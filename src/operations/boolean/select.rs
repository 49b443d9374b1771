use super::classify::{BoundaryMatch, Classification};
use super::segment::LoopSource;

/// The type of boolean operation.
#[derive(Debug, Clone, Copy, PartialEq, Eq)]
pub enum BooleanOp {
    Fuse,
    Cut,
    Intersect,
}

/// What happens to the part of one loop that lies inside the other.
#[derive(Debug, Clone, Copy, PartialEq, Eq)]
pub enum InsidePolicy {
    Keep,
    Remove,
}

/// Segment retention rules of an operation.
#[derive(Debug, Clone, Copy, PartialEq, Eq)]
pub struct RetentionPolicy {
    /// Fate of loop A's segments inside B.
    pub first_inside: InsidePolicy,
    /// Fate of loop B's segments inside A.
    pub second_inside: InsidePolicy,
}

impl BooleanOp {
    /// Retention rules for the operation.
    #[must_use]
    pub fn policy(self) -> RetentionPolicy {
        let (first_inside, second_inside) = match self {
            Self::Fuse => (InsidePolicy::Remove, InsidePolicy::Remove),
            Self::Cut => (InsidePolicy::Remove, InsidePolicy::Keep),
            Self::Intersect => (InsidePolicy::Keep, InsidePolicy::Keep),
        };
        RetentionPolicy {
            first_inside,
            second_inside,
        }
    }
}

/// Decision about whether to keep a segment.
#[derive(Debug, Clone, Copy, PartialEq, Eq)]
pub enum KeepDecision {
    Keep,
    KeepReversed,
    Discard,
}

/// Determines whether a segment should be kept based on its classification
/// relative to the other loop and the boolean operation.
///
/// | Segment | vs other loop     | Fuse    | Cut (A-B)     | Intersect |
/// |---------|-------------------|---------|---------------|-----------|
/// | from A  | OUTSIDE B         | keep    | keep          | discard   |
/// | from A  | INSIDE B          | discard | discard       | keep      |
/// | from A  | BOUNDARY same     | keep    | discard       | keep      |
/// | from A  | BOUNDARY opposite | discard | keep          | discard   |
/// | from B  | OUTSIDE A         | keep    | discard       | discard   |
/// | from B  | INSIDE A          | discard | keep (rev)    | keep      |
/// | from B  | BOUNDARY          | discard | discard       | discard   |
///
/// Both loops share one orientation when this is consulted.
#[must_use]
pub fn should_keep_segment(
    source: LoopSource,
    classification: Classification,
    op: BooleanOp,
) -> KeepDecision {
    let policy = op.policy();
    let keep_if = |cond: bool| if cond { KeepDecision::Keep } else { KeepDecision::Discard };
    match (source, classification) {
        (LoopSource::A, Classification::Outside) => keep_if(policy.first_inside == InsidePolicy::Remove),
        (LoopSource::A, Classification::Inside) => keep_if(policy.first_inside == InsidePolicy::Keep),
        (LoopSource::A, Classification::Boundary(BoundaryMatch::Same)) => keep_if(op != BooleanOp::Cut),
        (LoopSource::A, Classification::Boundary(BoundaryMatch::Opposite)) => {
            keep_if(op == BooleanOp::Cut)
        }

        (LoopSource::B, Classification::Outside) => keep_if(policy.second_inside == InsidePolicy::Remove),
        (LoopSource::B, Classification::Inside) => match (policy.second_inside, op) {
            (InsidePolicy::Remove, _) => KeepDecision::Discard,
            (InsidePolicy::Keep, BooleanOp::Cut) => KeepDecision::KeepReversed,
            (InsidePolicy::Keep, _) => KeepDecision::Keep,
        },
        // Shared stretches are taken from A only.
        (LoopSource::B, Classification::Boundary(_)) => KeepDecision::Discard,
    }
}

-=-=-

- Work instruction:
Start copying at the line that contains "keep a segment." and stop after the last line of the records, keeping every line exactly.

- Solution:
/// Decision about whether to keep a segment.
#[derive(Debug, Clone, Copy, PartialEq, Eq)]
pub enum KeepDecision {
    Keep,
    KeepReversed,
    Discard,
}

/// Determines whether a segment should be kept based on its classification
/// relative to the other loop and the boolean operation.
///
/// | Segment | vs other loop     | Fuse    | Cut (A-B)     | Intersect |
/// |---------|-------------------|---------|---------------|-----------|
/// | from A  | OUTSIDE B         | keep    | keep          | discard   |
/// | from A  | INSIDE B          | discard | discard       | keep      |
/// | from A  | BOUNDARY same     | keep    | discard       | keep      |
/// | from A  | BOUNDARY opposite | discard | keep          | discard   |
/// | from B  | OUTSIDE A         | keep    | discard       | discard   |
/// | from B  | INSIDE A          | discard | keep (rev)    | keep      |
/// | from B  | BOUNDARY          | discard | discard       | discard   |
///
/// Both loops share one orientation when this is consulted.
#[must_use]
pub fn should_keep_segment(
    source: LoopSource,
    classification: Classification,
    op: BooleanOp,
) -> KeepDecision {
    let policy = op.policy();
    let keep_if = |cond: bool| if cond { KeepDecision::Keep } else { KeepDecision::Discard };
    match (source, classification) {
        (LoopSource::A, Classification::Outside) => keep_if(policy.first_inside == InsidePolicy::Remove),
        (LoopSource::A, Classification::Inside) => keep_if(policy.first_inside == InsidePolicy::Keep),
        (LoopSource::A, Classification::Boundary(BoundaryMatch::Same)) => keep_if(op != BooleanOp::Cut),
        (LoopSource::A, Classification::Boundary(BoundaryMatch::Opposite)) => {
            keep_if(op == BooleanOp::Cut)
        }

        (LoopSource::B, Classification::Outside) => keep_if(policy.second_inside == InsidePolicy::Remove),
        (LoopSource::B, Classification::Inside) => match (policy.second_inside, op) {
            (InsidePolicy::Remove, _) => KeepDecision::Discard,
            (InsidePolicy::Keep, BooleanOp::Cut) => KeepDecision::KeepReversed,
            (InsidePolicy::Keep, _) => KeepDecision::Keep,
        },
        // Shared stretches are taken from A only.
        (LoopSource::B, Classification::Boundary(_)) => KeepDecision::Discard,
    }
}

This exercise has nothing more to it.